**Problem to solve:** Return each line below holding the string "struct".

[Stored items]
==================================================

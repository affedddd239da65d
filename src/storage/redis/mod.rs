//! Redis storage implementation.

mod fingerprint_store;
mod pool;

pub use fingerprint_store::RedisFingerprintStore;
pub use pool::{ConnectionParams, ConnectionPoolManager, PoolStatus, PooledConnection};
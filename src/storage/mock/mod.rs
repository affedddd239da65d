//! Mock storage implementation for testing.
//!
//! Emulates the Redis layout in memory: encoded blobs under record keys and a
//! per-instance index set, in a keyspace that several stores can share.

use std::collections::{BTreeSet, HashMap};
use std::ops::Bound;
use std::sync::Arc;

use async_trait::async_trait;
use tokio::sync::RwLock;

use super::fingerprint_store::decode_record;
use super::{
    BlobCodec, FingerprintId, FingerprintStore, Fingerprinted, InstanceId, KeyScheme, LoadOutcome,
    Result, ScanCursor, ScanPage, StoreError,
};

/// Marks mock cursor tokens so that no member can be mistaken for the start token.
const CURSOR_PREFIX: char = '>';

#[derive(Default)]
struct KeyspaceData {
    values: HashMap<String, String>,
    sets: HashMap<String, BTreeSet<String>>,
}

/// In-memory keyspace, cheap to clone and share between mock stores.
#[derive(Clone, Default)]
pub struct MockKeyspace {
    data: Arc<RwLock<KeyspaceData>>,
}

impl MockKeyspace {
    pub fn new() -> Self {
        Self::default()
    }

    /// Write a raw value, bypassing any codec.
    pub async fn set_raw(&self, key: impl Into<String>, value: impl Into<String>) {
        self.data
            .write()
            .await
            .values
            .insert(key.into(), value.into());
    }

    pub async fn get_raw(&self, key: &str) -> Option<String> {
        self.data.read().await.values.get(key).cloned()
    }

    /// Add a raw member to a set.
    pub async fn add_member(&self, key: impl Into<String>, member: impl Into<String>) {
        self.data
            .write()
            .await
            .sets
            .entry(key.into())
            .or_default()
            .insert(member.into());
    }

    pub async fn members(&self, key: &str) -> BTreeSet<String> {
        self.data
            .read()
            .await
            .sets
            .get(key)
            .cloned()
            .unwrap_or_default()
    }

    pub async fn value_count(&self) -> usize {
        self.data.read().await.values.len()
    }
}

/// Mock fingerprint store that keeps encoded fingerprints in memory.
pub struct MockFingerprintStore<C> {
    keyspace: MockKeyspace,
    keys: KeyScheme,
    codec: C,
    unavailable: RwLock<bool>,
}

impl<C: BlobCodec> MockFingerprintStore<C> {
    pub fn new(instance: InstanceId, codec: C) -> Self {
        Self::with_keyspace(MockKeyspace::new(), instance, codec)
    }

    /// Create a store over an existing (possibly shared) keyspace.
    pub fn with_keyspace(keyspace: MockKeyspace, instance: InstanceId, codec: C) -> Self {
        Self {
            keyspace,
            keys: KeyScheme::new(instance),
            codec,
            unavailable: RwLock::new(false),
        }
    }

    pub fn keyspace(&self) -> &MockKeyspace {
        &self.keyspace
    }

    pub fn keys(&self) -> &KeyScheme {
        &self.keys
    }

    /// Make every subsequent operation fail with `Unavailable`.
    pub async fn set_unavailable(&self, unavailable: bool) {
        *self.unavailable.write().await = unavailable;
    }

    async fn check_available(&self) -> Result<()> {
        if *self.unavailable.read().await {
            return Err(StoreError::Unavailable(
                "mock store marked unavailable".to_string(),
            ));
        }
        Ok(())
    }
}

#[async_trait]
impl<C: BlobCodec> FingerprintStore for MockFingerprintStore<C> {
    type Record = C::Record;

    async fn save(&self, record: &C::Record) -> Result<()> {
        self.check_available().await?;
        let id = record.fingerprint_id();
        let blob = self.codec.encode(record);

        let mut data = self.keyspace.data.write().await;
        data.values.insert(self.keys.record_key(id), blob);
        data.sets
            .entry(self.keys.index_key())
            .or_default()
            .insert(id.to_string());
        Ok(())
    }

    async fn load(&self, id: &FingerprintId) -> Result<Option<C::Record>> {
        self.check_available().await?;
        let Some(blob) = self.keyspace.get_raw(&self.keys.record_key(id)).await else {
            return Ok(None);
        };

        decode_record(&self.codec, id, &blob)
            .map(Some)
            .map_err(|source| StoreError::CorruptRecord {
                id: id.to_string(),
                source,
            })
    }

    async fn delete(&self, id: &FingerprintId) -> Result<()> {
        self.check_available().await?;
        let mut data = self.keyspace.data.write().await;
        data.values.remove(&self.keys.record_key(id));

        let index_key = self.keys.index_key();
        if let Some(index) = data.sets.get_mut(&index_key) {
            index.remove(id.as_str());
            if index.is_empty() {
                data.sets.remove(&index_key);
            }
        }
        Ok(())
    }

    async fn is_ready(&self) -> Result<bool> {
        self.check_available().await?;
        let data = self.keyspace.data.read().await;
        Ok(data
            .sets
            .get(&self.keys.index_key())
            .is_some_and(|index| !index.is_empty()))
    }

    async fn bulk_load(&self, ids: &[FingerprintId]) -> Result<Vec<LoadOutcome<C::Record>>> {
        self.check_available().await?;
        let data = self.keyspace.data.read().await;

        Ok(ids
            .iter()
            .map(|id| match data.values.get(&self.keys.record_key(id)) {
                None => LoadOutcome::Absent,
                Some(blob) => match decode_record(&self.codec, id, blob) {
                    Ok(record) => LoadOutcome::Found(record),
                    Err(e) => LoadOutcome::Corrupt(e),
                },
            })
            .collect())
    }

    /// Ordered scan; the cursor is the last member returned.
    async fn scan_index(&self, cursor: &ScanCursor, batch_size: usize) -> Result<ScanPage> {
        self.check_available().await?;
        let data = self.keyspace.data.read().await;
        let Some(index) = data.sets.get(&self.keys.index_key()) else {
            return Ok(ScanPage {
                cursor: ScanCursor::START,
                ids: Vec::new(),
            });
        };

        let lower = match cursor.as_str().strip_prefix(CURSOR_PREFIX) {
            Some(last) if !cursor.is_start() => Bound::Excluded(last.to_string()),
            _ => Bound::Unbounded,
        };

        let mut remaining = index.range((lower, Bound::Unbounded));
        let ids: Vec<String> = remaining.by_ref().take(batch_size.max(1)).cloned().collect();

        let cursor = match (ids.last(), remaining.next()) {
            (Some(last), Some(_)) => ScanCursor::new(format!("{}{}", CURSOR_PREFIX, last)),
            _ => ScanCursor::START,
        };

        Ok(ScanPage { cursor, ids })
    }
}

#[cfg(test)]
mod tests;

==================================================

**Exercise output:**
struct KeyspaceData {
pub struct MockKeyspace {
pub struct MockFingerprintStore<C> {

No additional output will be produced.